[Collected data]
•••
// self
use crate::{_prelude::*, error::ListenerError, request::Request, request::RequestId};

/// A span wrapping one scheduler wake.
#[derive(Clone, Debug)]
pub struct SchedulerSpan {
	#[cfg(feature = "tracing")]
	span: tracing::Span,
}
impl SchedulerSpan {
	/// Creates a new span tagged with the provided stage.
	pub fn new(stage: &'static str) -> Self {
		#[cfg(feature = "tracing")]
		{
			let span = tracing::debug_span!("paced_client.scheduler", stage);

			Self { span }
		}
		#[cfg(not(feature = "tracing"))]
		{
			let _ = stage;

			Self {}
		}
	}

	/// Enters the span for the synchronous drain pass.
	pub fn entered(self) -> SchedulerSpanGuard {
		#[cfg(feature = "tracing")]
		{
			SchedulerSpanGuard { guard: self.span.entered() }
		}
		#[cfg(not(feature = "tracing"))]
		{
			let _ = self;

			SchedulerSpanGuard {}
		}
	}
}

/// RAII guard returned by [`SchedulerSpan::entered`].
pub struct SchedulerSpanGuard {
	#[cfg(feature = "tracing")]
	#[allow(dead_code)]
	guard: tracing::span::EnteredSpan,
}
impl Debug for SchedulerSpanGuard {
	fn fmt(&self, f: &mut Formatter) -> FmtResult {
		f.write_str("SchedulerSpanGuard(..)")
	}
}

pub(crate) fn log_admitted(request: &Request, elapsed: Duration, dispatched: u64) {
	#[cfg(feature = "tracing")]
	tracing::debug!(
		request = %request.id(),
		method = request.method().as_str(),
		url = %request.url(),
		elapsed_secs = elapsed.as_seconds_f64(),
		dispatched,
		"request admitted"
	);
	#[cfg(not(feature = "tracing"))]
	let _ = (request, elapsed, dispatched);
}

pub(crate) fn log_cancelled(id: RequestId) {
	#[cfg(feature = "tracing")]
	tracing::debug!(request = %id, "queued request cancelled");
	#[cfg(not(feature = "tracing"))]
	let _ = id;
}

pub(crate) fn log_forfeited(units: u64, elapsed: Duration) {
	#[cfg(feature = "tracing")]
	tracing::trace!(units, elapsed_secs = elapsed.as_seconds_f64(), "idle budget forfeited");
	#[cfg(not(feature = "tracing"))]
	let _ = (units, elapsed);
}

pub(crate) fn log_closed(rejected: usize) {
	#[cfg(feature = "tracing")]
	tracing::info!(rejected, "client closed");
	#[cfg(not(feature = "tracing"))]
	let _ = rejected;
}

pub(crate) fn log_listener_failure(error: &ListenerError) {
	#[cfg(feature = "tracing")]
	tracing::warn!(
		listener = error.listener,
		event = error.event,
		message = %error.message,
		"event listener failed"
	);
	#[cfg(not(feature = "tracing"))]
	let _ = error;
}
•••
* Directions
Report the lines above that contain "RequestId".

* Answer to this task
use crate::{_prelude::*, error::ListenerError, request::Request, request::RequestId};
pub(crate) fn log_cancelled(id: RequestId) {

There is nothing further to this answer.